Instructions for the task:
What lines in the entries below contain the word "gateway"? Copy all of them.

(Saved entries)
--

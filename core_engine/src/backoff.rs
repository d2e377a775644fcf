//! Exponential backoff between connection attempts.
//!
//! `delay = min(initial * multiplier ^ attempt, max_delay)`

use std::time::Duration;

use crate::config::ReconnectPolicy;

#[derive(Debug, Clone)]
pub struct Backoff {
    initial: Duration,
    max: Duration,
    multiplier: f64,
    attempt: u32,
}

impl Backoff {
    pub fn new(policy: &ReconnectPolicy) -> Self {
        Backoff {
            initial: policy.initial_delay,
            max: policy.max_delay.max(policy.initial_delay),
            multiplier: policy.multiplier.max(1.0),
            attempt: 0,
        }
    }

    /// Delay before the next attempt. Advances the sequence.
    pub fn next_delay(&mut self) -> Duration {
        let delay = self.delay_for(self.attempt);
        self.attempt = self.attempt.saturating_add(1);
        delay
    }

    /// Delay for a given 0-based attempt without advancing.
    pub fn delay_for(&self, attempt: u32) -> Duration {
        let factor = self.multiplier.powi(attempt.min(i32::MAX as u32) as i32);
        let secs = self.initial.as_secs_f64() * factor;

        if !secs.is_finite() || secs >= self.max.as_secs_f64() {
            self.max
        } else {
            Duration::from_secs_f64(secs)
        }
    }

    /// Number of delays handed out since the last reset.
    pub fn attempt(&self) -> u32 {
        self.attempt
    }

    pub fn reset(&mut self) {
        self.attempt = 0;
    }
}
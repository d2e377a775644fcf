//! Link liveness tracking.

use std::time::Duration;
use tokio::time::Instant;

use crate::config::KeepaliveSettings;

/// Decides when a silent link is considered dead.
///
/// The link is dead once nothing (data or protocol keepalive) has arrived
/// for `interval * missed_beats`.
#[derive(Debug, Clone, Copy, PartialEq, Eq)]
pub struct KeepaliveMonitor {
    interval: Duration,
    missed_beats: u32,
}

impl KeepaliveMonitor {
    pub fn new(settings: &KeepaliveSettings) -> Self {
        KeepaliveMonitor {
            interval: settings.interval,
            missed_beats: settings.missed_beats.max(1),
        }
    }

    /// How often a keepalive is sent.
    pub fn interval(&self) -> Duration {
        self.interval
    }

    /// Silence tolerated before the link is declared dead.
    pub fn timeout(&self) -> Duration {
        self.interval.saturating_mul(self.missed_beats)
    }

    pub fn is_expired(&self, last_inbound: Instant, now: Instant) -> bool {
        now.saturating_duration_since(last_inbound) >= self.timeout()
    }
}

#[cfg(test)]
mod tests {
    use super::*;

    #[test]
    fn test_timeout_is_interval_times_beats() {
        let monitor = KeepaliveMonitor::new(&KeepaliveSettings::default());
        assert_eq!(monitor.interval(), Duration::from_secs(10));
        assert_eq!(monitor.timeout(), Duration::from_secs(60));
    }

    #[test]
    fn test_expiry() {
        let monitor = KeepaliveMonitor::new(&KeepaliveSettings {
            interval: Duration::from_secs(2),
            missed_beats: 3,
        });
        let start = Instant::now();

        assert!(!monitor.is_expired(start, start));
        assert!(!monitor.is_expired(start, start + Duration::from_millis(5_999)));
        assert!(monitor.is_expired(start, start + Duration::from_secs(6)));
        // Activity recorded after `now` never counts as expired
        assert!(!monitor.is_expired(start + Duration::from_secs(1), start));
    }
}
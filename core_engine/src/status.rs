//! Status publication.
//!
//! The hub owns the single authoritative [`TunnelState`]. Every transition
//! bumps the sequence number and is delivered to every observer while the
//! state lock is held, so observers see transitions in exactly the order
//! they happened.

use std::collections::HashMap;
use std::sync::{Arc, Mutex, MutexGuard};
use std::time::SystemTime;
use tokio::sync::mpsc;
use tracing::{debug, info};

use crate::types::{StatusEvent, TrafficStats, TunnelState};

/// An observer's view of the status stream.
#[derive(Debug)]
pub struct StatusSubscription {
    id: u64,
    initial: TunnelState,
    events: mpsc::UnboundedReceiver<StatusEvent>,
}

impl StatusSubscription {
    /// Id to pass to `unsubscribe`.
    pub fn id(&self) -> u64 {
        self.id
    }

    /// State at the moment of subscribing. Every later transition is
    /// delivered through [`recv`](Self::recv).
    pub fn initial_state(&self) -> TunnelState {
        self.initial
    }

    /// Next event, or `None` once unsubscribed.
    pub async fn recv(&mut self) -> Option<StatusEvent> {
        self.events.recv().await
    }

    pub fn try_recv(&mut self) -> Option<StatusEvent> {
        self.events.try_recv().ok()
    }
}

struct HubState {
    state: TunnelState,
    seq: u64,
    next_observer: u64,
    observers: HashMap<u64, mpsc::UnboundedSender<StatusEvent>>,
}

pub(crate) struct StatusHub {
    inner: Mutex<HubState>,
    traffic: Arc<TrafficStats>,
}

impl StatusHub {
    pub(crate) fn new(traffic: Arc<TrafficStats>) -> Self {
        StatusHub {
            inner: Mutex::new(HubState {
                state: TunnelState::Idle,
                seq: 0,
                next_observer: 1,
                observers: HashMap::new(),
            }),
            traffic,
        }
    }

    fn lock(&self) -> MutexGuard<'_, HubState> {
        self.inner.lock().unwrap_or_else(|poisoned| poisoned.into_inner())
    }

    pub(crate) fn current(&self) -> TunnelState {
        self.lock().state
    }

    /// Move to `state` and publish it.
    pub(crate) fn transition(
        &self,
        state: TunnelState,
        retry_count: u32,
        last_error: Option<String>,
    ) -> StatusEvent {
        let mut hub = self.lock();
        self.publish(&mut hub, state, retry_count, last_error)
    }

    /// Move to `state` only if the current state satisfies `allowed`.
    /// Returns the rejected current state otherwise.
    pub(crate) fn transition_if(
        &self,
        allowed: impl FnOnce(&TunnelState) -> bool,
        state: TunnelState,
    ) -> Result<StatusEvent, TunnelState> {
        let mut hub = self.lock();
        if !allowed(&hub.state) {
            return Err(hub.state);
        }
        Ok(self.publish(&mut hub, state, 0, None))
    }

    fn publish(
        &self,
        hub: &mut HubState,
        state: TunnelState,
        retry_count: u32,
        last_error: Option<String>,
    ) -> StatusEvent {
        hub.seq += 1;
        hub.state = state;

        let event = StatusEvent {
            seq: hub.seq,
            timestamp: SystemTime::now(),
            state,
            retry_count,
            traffic: self.traffic.snapshot(),
            last_error,
        };

        info!(
            seq = event.seq,
            state = %state,
            retry_count,
            error = event.last_error.as_deref().unwrap_or(""),
            "Tunnel state changed"
        );

        hub.observers.retain(|id, observer| {
            let delivered = observer.send(event.clone()).is_ok();
            if !delivered {
                debug!(observer = *id, "Dropping closed status observer");
            }
            delivered
        });

        event
    }

    pub(crate) fn subscribe(&self) -> StatusSubscription {
        let (tx, rx) = mpsc::unbounded_channel();
        let mut hub = self.lock();
        let id = hub.next_observer;
        hub.next_observer += 1;
        hub.observers.insert(id, tx);

        StatusSubscription {
            id,
            initial: hub.state,
            events: rx,
        }
    }

    pub(crate) fn unsubscribe(&self, id: u64) -> bool {
        self.lock().observers.remove(&id).is_some()
    }
}

#[cfg(test)]
mod tests {
    use super::*;
    use crate::error::FailureReason;

    fn hub() -> StatusHub {
        StatusHub::new(Arc::new(TrafficStats::new()))
    }

    #[tokio::test]
    async fn test_ordered_delivery() {
        let hub = hub();
        let mut sub = hub.subscribe();
        assert_eq!(sub.initial_state(), TunnelState::Idle);

        hub.transition(TunnelState::Connecting, 0, None);
        hub.transition(TunnelState::Connecting, 1, Some("refused".into()));
        hub.transition(TunnelState::Negotiating, 1, None);

        let a = sub.recv().await.unwrap();
        let b = sub.recv().await.unwrap();
        let c = sub.recv().await.unwrap();
        assert_eq!((a.seq, a.state), (1, TunnelState::Connecting));
        assert_eq!((b.seq, b.retry_count), (2, 1));
        assert_eq!(b.last_error.as_deref(), Some("refused"));
        assert_eq!((c.seq, c.state), (3, TunnelState::Negotiating));
        assert!(sub.try_recv().is_none());
    }

    #[tokio::test]
    async fn test_unsubscribe_stops_delivery() {
        let hub = hub();
        let mut sub = hub.subscribe();
        assert!(hub.unsubscribe(sub.id()));
        assert!(!hub.unsubscribe(sub.id()));

        hub.transition(TunnelState::Connecting, 0, None);
        assert!(sub.recv().await.is_none());
    }

    #[test]
    fn test_conditional_transition() {
        let hub = hub();
        hub.transition(TunnelState::Failed(FailureReason::AuthRejected), 0, None);

        let first = hub.transition_if(
            |s| matches!(s, TunnelState::Failed(_)),
            TunnelState::Disconnected,
        );
        assert!(first.is_ok());

        let second = hub.transition_if(
            |s| matches!(s, TunnelState::Failed(_)),
            TunnelState::Disconnected,
        );
        assert_eq!(second.unwrap_err(), TunnelState::Disconnected);
        assert_eq!(hub.current(), TunnelState::Disconnected);
    }

    #[test]
    fn test_dropped_observer_is_pruned() {
        let hub = hub();
        let sub = hub.subscribe();
        drop(sub);
        hub.transition(TunnelState::Connecting, 0, None);
        assert!(hub.lock().observers.is_empty());
    }
}
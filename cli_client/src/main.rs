mod cli;

use clap::Parser;
use tracing::error;

fn main() {
    let args = cli::Cli::parse();

    if let Err(err) = cli::run(args) {
        error!("CLI error: {}", err);
        eprintln!("error: {err}");
        std::process::exit(1);
    }
}
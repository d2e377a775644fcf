//! Error types exposed by the tunnel session manager.

use std::fmt;
use thiserror::Error;

use crate::configurator::ConfigError;
use crate::negotiator::NegotiationError;
use crate::pump::PumpError;
use crate::transport::TransportError;
use crate::types::TunnelState;

/// Why a tunnel ended up in the `Failed` state.
#[derive(Debug, Clone, Copy, PartialEq, Eq, Hash)]
pub enum FailureReason {
    /// Network errors persisted until the retry budget ran out
    TransientNetwork,
    /// The gateway rejected the credentials
    AuthRejected,
    /// The gateway speaks an incompatible protocol or sent unusable parameters
    ProtocolIncompatible,
    /// The virtual interface could not be configured
    InterfaceConfigError,
    /// A bug: a handle went missing or the supervisor panicked
    InternalInvariantViolation,
}

impl fmt::Display for FailureReason {
    fn fmt(&self, f: &mut fmt::Formatter<'_>) -> fmt::Result {
        let text = match self {
            FailureReason::TransientNetwork => "network unreachable",
            FailureReason::AuthRejected => "authentication rejected",
            FailureReason::ProtocolIncompatible => "protocol incompatible",
            FailureReason::InterfaceConfigError => "interface configuration error",
            FailureReason::InternalInvariantViolation => "internal error",
        };
        f.write_str(text)
    }
}

/// Errors returned by the manager API and carried through the supervisor.
#[derive(Debug, Error)]
pub enum TunnelError {
    /// `start` was called while a tunnel is active
    #[error("Tunnel already running (state: {0})")]
    AlreadyRunning(TunnelState),

    /// The supplied configuration was rejected
    #[error("Invalid tunnel configuration: {0}")]
    InvalidConfig(String),

    /// Handshake failure
    #[error("Negotiation error: {0}")]
    Negotiation(#[from] NegotiationError),

    /// Transport failure on an established session
    #[error("Transport error: {0}")]
    Transport(#[from] TransportError),

    /// Interface configuration failure
    #[error("Interface error: {0}")]
    Interface(#[from] ConfigError),

    /// Packet forwarding failure
    #[error("Packet pump error: {0}")]
    Pump(#[from] PumpError),

    /// Broken internal invariant
    #[error("Internal error: {0}")]
    Internal(String),
}

impl TunnelError {
    /// Map the error onto the failure reason reported to observers.
    pub fn classify(&self) -> FailureReason {
        match self {
            TunnelError::Negotiation(err) => err.classify(),
            TunnelError::Transport(err) => err.classify(),
            TunnelError::Interface(_) => FailureReason::InterfaceConfigError,
            TunnelError::Pump(_) => FailureReason::TransientNetwork,
            TunnelError::AlreadyRunning(_)
            | TunnelError::InvalidConfig(_)
            | TunnelError::Internal(_) => FailureReason::InternalInvariantViolation,
        }
    }

    /// Whether another attempt might succeed.
    pub fn is_retryable(&self) -> bool {
        match self {
            TunnelError::Negotiation(err) => err.is_retryable(),
            TunnelError::Transport(err) => err.is_retryable(),
            TunnelError::Interface(err) => err.is_retryable(),
            TunnelError::Pump(_) => true,
            TunnelError::AlreadyRunning(_)
            | TunnelError::InvalidConfig(_)
            | TunnelError::Internal(_) => false,
        }
    }
}

#[cfg(test)]
mod tests {
    use super::*;
    use crate::network::NetworkError;
    use std::time::Duration;

    #[test]
    fn test_classification() {
        let err = TunnelError::from(NegotiationError::Timeout(Duration::from_secs(30)));
        assert_eq!(err.classify(), FailureReason::TransientNetwork);
        assert!(err.is_retryable());

        let err = TunnelError::from(NegotiationError::AuthRejected("bad password".into()));
        assert_eq!(err.classify(), FailureReason::AuthRejected);
        assert!(!err.is_retryable());

        let err = TunnelError::from(NegotiationError::Incompatible("mtu 100".into()));
        assert_eq!(err.classify(), FailureReason::ProtocolIncompatible);
        assert!(!err.is_retryable());

        let err = TunnelError::from(ConfigError::Network(NetworkError::Routing("x".into())));
        assert_eq!(err.classify(), FailureReason::InterfaceConfigError);
        assert!(!err.is_retryable());

        let err = TunnelError::from(ConfigError::Network(NetworkError::Busy("tun0".into())));
        assert_eq!(err.classify(), FailureReason::InterfaceConfigError);
        assert!(err.is_retryable());

        let err = TunnelError::Internal("missing session".into());
        assert_eq!(err.classify(), FailureReason::InternalInvariantViolation);
    }
}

--

Expected answer:
    /// The gateway rejected the credentials
    /// The gateway speaks an incompatible protocol or sent unusable parameters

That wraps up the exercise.